### Work required
The entries need to be copied exactly.

### Raw data
//! Bundle manifest generation for manually assembled XCFrameworks.
//!
//! The manifest must be indistinguishable from the one the external
//! bundle-creation tool writes: same keys, same constants, same omission
//! rules. Entry order follows platform processing order.

use crate::bundler::{
    archive::ArchiveArtifacts,
    error::Result,
    platform::Platform,
    settings::Settings,
};
use serde::{Deserialize, Serialize};
use std::path::Path;

/// Container format tag carried by every XCFramework manifest.
pub const PACKAGE_TYPE: &str = "XFWK";

/// Manifest schema version this generator reproduces.
pub const FORMAT_VERSION: &str = "1.0";

/// One AvailableLibraries row describing a platform slice.
#[derive(Clone, Debug, Deserialize, Serialize)]
pub struct LibraryEntry {
    /// Present iff the slice carries at least one BCSymbolMap.
    #[serde(
        rename = "BitcodeSymbolMapsPath",
        default,
        skip_serializing_if = "Option::is_none"
    )]
    pub bitcode_symbol_maps_path: Option<String>,

    /// Always present, whether or not a dSYM was copied into the slice.
    #[serde(rename = "DebugSymbolsPath")]
    pub debug_symbols_path: String,

    /// Slice directory name, e.g. "ios-arm64_i386_x86_64-simulator".
    #[serde(rename = "LibraryIdentifier")]
    pub library_identifier: String,

    /// Framework bundle name inside the slice.
    #[serde(rename = "LibraryPath")]
    pub library_path: String,

    /// Architectures of the slice, in catalog order.
    #[serde(rename = "SupportedArchitectures")]
    pub supported_architectures: Vec<String>,

    /// Platform family name without a simulator qualifier.
    #[serde(rename = "SupportedPlatform")]
    pub supported_platform: String,

    /// "simulator" for simulator slices; absent otherwise.
    #[serde(
        rename = "SupportedPlatformVariant",
        default,
        skip_serializing_if = "Option::is_none"
    )]
    pub supported_platform_variant: Option<String>,
}

/// Top-level Info.plist structure of an XCFramework.
#[derive(Clone, Debug, Deserialize, Serialize)]
pub struct XcframeworkManifest {
    /// One entry per platform slice, in processing order.
    #[serde(rename = "AvailableLibraries")]
    pub available_libraries: Vec<LibraryEntry>,

    /// Always [`PACKAGE_TYPE`].
    #[serde(rename = "CFBundlePackageType")]
    pub package_type: String,

    /// Always [`FORMAT_VERSION`].
    #[serde(rename = "XCFrameworkFormatVersion")]
    pub format_version: String,
}

/// Builds the manifest from the accumulated results, preserving processing
/// order.
pub fn generate(
    settings: &Settings,
    results: &[(Platform, ArchiveArtifacts)],
) -> XcframeworkManifest {
    let available_libraries = results
        .iter()
        .map(|(platform, artifacts)| {
            let library_identifier = platform.library_identifier();
            // The variant is read back off the identifier, matching how
            // consumers interpret the slice directory name.
            let supported_platform_variant = library_identifier
                .ends_with("simulator")
                .then(|| "simulator".to_string());

            LibraryEntry {
                bitcode_symbol_maps_path: (!artifacts.symbol_maps().is_empty())
                    .then(|| super::SYMBOL_MAPS_DIR.to_string()),
                debug_symbols_path: super::DEBUG_SYMBOLS_DIR.to_string(),
                library_identifier,
                library_path: format!("{}.framework", settings.module_name()),
                supported_architectures: platform
                    .architectures()
                    .iter()
                    .map(ToString::to_string)
                    .collect(),
                supported_platform: platform.supported_platform(),
                supported_platform_variant,
            }
        })
        .collect();

    XcframeworkManifest {
        available_libraries,
        package_type: PACKAGE_TYPE.to_string(),
        format_version: FORMAT_VERSION.to_string(),
    }
}

/// Writes the manifest as the bundle's Info.plist.
pub fn write(
    settings: &Settings,
    results: &[(Platform, ArchiveArtifacts)],
    bundle_path: &Path,
) -> Result<()> {
    let manifest = generate(settings, results);
    log::debug!(
        "Writing manifest with {} entries to {}",
        manifest.available_libraries.len(),
        bundle_path.display()
    );
    plist::to_file_xml(bundle_path.join("Info.plist"), &manifest)?;
    Ok(())
}
//! XCFramework bundler - multi-platform framework assembly.
//!
//! This binary archives a scheme for every requested Apple platform, collects
//! frameworks, dSYMs and BCSymbolMaps from each archive, and assembles them
//! into a single zipped XCFramework.

mod bundler;
mod cli;
mod error;

use std::process;

#[tokio::main]
async fn main() {
    // Initialize logging
    env_logger::init();

    // Run CLI and get exit code
    let exit_code = match cli::run().await {
        Ok(code) => code,
        Err(e) => {
            eprintln!("Error: {}", e);
            1
        }
    };

    process::exit(exit_code);
}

### Exercise response
//! Bundle manifest generation for manually assembled XCFrameworks.
//!
//! The manifest must be indistinguishable from the one the external
//! bundle-creation tool writes: same keys, same constants, same omission
//! rules. Entry order follows platform processing order.

use crate::bundler::{
    archive::ArchiveArtifacts,
    error::Result,
    platform::Platform,
    settings::Settings,
};
use serde::{Deserialize, Serialize};
use std::path::Path;

/// Container format tag carried by every XCFramework manifest.
pub const PACKAGE_TYPE: &str = "XFWK";

/// Manifest schema version this generator reproduces.
pub const FORMAT_VERSION: &str = "1.0";

/// One AvailableLibraries row describing a platform slice.
#[derive(Clone, Debug, Deserialize, Serialize)]
pub struct LibraryEntry {
    /// Present iff the slice carries at least one BCSymbolMap.
    #[serde(
        rename = "BitcodeSymbolMapsPath",
        default,
        skip_serializing_if = "Option::is_none"
    )]
    pub bitcode_symbol_maps_path: Option<String>,

    /// Always present, whether or not a dSYM was copied into the slice.
    #[serde(rename = "DebugSymbolsPath")]
    pub debug_symbols_path: String,

    /// Slice directory name, e.g. "ios-arm64_i386_x86_64-simulator".
    #[serde(rename = "LibraryIdentifier")]
    pub library_identifier: String,

    /// Framework bundle name inside the slice.
    #[serde(rename = "LibraryPath")]
    pub library_path: String,

    /// Architectures of the slice, in catalog order.
    #[serde(rename = "SupportedArchitectures")]
    pub supported_architectures: Vec<String>,

    /// Platform family name without a simulator qualifier.
    #[serde(rename = "SupportedPlatform")]
    pub supported_platform: String,

    /// "simulator" for simulator slices; absent otherwise.
    #[serde(
        rename = "SupportedPlatformVariant",
        default,
        skip_serializing_if = "Option::is_none"
    )]
    pub supported_platform_variant: Option<String>,
}

/// Top-level Info.plist structure of an XCFramework.
#[derive(Clone, Debug, Deserialize, Serialize)]
pub struct XcframeworkManifest {
    /// One entry per platform slice, in processing order.
    #[serde(rename = "AvailableLibraries")]
    pub available_libraries: Vec<LibraryEntry>,

    /// Always [`PACKAGE_TYPE`].
    #[serde(rename = "CFBundlePackageType")]
    pub package_type: String,

    /// Always [`FORMAT_VERSION`].
    #[serde(rename = "XCFrameworkFormatVersion")]
    pub format_version: String,
}

/// Builds the manifest from the accumulated results, preserving processing
/// order.
pub fn generate(
    settings: &Settings,
    results: &[(Platform, ArchiveArtifacts)],
) -> XcframeworkManifest {
    let available_libraries = results
        .iter()
        .map(|(platform, artifacts)| {
            let library_identifier = platform.library_identifier();
            // The variant is read back off the identifier, matching how
            // consumers interpret the slice directory name.
            let supported_platform_variant = library_identifier
                .ends_with("simulator")
                .then(|| "simulator".to_string());

            LibraryEntry {
                bitcode_symbol_maps_path: (!artifacts.symbol_maps().is_empty())
                    .then(|| super::SYMBOL_MAPS_DIR.to_string()),
                debug_symbols_path: super::DEBUG_SYMBOLS_DIR.to_string(),
                library_identifier,
                library_path: format!("{}.framework", settings.module_name()),
                supported_architectures: platform
                    .architectures()
                    .iter()
                    .map(ToString::to_string)
                    .collect(),
                supported_platform: platform.supported_platform(),
                supported_platform_variant,
            }
        })
        .collect();

    XcframeworkManifest {
        available_libraries,
        package_type: PACKAGE_TYPE.to_string(),
        format_version: FORMAT_VERSION.to_string(),
    }
}

/// Writes the manifest as the bundle's Info.plist.
pub fn write(
    settings: &Settings,
    results: &[(Platform, ArchiveArtifacts)],
    bundle_path: &Path,
) -> Result<()> {
    let manifest = generate(settings, results);
    log::debug!(
        "Writing manifest with {} entries to {}",
        manifest.available_libraries.len(),
        bundle_path.display()
    );
    plist::to_file_xml(bundle_path.join("Info.plist"), &manifest)?;
    Ok(())
}
//! XCFramework bundler - multi-platform framework assembly.
//!
//! This binary archives a scheme for every requested Apple platform, collects
//! frameworks, dSYMs and BCSymbolMaps from each archive, and assembles them
//! into a single zipped XCFramework.

mod bundler;
mod cli;
mod error;

use std::process;

#[tokio::main]
async fn main() {
    // Initialize logging
    env_logger::init();

    // Run CLI and get exit code
    let exit_code = match cli::run().await {
        Ok(code) => code,
        Err(e) => {
            eprintln!("Error: {}", e);
            1
        }
    };

    process::exit(exit_code);
}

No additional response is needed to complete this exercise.